• _Work required_
Look for the word "NegotiationMessage". Copy every line of the listing where it occurs.

---------------

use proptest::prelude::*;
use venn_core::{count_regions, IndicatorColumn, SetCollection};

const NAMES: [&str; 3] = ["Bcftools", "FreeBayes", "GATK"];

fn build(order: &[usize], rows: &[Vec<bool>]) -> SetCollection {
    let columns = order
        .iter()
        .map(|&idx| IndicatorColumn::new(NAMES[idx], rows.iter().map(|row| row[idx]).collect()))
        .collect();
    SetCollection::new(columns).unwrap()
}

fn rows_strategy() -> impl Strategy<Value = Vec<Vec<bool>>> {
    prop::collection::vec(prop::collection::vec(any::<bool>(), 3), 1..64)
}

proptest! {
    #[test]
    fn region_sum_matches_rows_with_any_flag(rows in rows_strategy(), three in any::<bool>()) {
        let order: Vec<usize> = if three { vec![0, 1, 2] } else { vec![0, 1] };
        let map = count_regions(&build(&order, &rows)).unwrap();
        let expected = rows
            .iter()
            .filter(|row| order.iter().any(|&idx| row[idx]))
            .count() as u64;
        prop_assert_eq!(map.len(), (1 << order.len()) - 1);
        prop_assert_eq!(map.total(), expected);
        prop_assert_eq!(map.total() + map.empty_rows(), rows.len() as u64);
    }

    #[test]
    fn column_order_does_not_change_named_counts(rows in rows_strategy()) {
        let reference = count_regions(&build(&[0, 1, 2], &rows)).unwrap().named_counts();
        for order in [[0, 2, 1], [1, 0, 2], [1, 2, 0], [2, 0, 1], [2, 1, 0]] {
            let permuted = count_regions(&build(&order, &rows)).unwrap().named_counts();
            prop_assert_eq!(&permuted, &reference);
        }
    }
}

---------------

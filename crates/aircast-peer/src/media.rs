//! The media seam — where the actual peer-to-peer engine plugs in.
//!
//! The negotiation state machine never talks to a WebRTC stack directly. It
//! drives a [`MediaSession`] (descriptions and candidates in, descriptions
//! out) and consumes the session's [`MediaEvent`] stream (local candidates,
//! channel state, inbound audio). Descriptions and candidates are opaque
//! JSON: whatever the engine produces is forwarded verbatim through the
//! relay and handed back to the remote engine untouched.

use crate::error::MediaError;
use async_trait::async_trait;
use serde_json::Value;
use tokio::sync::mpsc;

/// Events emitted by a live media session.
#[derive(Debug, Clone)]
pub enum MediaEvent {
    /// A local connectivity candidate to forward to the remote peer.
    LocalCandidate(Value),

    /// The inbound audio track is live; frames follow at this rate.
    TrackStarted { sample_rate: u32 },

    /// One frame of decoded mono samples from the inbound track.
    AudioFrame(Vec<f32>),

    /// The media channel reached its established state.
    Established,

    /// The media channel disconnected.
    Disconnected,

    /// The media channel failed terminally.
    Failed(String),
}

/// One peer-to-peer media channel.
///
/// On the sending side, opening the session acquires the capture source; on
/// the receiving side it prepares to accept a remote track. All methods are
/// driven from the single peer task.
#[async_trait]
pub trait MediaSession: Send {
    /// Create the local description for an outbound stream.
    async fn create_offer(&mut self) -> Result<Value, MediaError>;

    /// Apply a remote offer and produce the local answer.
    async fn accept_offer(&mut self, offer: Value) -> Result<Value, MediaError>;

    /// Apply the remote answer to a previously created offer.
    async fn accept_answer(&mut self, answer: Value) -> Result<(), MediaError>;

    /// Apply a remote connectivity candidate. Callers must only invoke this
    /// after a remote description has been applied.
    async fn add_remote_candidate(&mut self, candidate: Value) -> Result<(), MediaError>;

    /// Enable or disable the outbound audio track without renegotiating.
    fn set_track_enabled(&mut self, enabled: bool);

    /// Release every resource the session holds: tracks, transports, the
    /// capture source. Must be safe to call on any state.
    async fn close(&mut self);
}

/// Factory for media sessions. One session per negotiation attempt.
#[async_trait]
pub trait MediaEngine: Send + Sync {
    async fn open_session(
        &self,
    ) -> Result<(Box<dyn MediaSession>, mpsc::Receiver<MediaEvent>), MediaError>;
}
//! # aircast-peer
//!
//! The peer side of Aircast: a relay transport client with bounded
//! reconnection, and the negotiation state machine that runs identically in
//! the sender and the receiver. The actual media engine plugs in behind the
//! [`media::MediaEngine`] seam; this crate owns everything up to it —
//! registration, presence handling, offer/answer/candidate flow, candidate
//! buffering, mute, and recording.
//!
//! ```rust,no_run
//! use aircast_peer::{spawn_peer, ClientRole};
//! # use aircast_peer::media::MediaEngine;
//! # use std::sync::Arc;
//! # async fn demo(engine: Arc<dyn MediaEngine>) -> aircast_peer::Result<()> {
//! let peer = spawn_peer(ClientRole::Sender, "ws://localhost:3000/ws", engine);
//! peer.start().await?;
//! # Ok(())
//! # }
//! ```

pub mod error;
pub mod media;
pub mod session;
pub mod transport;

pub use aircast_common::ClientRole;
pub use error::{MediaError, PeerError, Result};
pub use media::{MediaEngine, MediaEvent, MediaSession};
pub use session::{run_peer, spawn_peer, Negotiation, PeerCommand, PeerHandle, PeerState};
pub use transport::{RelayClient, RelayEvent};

---------------

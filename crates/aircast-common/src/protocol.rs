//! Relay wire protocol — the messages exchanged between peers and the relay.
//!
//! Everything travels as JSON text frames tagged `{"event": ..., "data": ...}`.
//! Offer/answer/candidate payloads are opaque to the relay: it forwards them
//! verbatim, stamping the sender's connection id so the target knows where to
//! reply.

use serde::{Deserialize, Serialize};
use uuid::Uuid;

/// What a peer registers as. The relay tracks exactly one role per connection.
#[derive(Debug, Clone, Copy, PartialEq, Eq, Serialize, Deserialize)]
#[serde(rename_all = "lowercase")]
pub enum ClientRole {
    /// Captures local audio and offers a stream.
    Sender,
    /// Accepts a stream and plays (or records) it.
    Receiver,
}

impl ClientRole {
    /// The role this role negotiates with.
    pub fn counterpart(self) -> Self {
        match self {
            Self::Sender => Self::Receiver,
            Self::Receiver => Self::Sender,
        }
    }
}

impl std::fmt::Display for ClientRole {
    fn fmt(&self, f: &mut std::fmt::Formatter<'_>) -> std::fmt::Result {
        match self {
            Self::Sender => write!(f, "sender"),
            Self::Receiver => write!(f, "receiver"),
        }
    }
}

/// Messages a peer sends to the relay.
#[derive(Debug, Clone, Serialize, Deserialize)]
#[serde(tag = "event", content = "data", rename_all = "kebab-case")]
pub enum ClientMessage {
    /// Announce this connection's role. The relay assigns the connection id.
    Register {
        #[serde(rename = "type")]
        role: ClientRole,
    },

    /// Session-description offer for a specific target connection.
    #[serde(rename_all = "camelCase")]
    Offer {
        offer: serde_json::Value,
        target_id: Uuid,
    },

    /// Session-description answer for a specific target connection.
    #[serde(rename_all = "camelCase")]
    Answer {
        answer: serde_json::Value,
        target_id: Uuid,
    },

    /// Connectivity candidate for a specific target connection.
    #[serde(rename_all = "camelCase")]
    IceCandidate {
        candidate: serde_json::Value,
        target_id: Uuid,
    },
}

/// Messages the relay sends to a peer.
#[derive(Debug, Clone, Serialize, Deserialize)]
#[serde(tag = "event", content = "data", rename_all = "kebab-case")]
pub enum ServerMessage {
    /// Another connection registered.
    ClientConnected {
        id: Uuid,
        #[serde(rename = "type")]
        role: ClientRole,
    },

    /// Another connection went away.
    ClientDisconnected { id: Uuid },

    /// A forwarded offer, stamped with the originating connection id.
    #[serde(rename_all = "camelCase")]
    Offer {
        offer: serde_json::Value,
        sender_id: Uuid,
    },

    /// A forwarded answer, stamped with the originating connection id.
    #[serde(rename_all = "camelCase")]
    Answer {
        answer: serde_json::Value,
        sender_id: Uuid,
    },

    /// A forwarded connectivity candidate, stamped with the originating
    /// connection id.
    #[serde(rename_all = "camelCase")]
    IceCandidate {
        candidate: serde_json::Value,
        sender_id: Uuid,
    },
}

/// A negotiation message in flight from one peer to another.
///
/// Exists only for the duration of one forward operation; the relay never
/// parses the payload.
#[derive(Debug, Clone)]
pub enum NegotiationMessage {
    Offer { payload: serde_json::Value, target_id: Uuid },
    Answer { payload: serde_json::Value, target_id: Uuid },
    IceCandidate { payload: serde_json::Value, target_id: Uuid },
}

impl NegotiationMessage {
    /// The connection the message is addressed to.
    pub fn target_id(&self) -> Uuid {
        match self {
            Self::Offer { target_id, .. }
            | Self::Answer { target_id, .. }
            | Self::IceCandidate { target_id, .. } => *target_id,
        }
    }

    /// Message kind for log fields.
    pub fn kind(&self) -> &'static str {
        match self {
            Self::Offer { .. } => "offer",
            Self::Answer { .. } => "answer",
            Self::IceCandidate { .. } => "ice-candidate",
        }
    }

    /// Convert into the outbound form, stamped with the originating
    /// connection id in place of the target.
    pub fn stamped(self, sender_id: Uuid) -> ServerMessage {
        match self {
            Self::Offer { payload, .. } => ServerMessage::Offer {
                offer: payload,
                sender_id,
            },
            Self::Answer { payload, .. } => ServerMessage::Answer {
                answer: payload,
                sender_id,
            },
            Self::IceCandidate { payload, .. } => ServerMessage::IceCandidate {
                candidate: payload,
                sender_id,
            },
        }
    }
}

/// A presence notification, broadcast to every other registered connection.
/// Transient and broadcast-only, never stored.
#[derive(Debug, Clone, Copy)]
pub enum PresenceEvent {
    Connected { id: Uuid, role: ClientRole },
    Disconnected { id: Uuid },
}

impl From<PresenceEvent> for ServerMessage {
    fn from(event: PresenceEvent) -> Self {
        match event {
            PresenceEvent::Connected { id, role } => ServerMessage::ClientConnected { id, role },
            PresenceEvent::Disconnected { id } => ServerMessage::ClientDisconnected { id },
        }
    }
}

---------------

• _Exercise response_
pub enum NegotiationMessage {
impl NegotiationMessage {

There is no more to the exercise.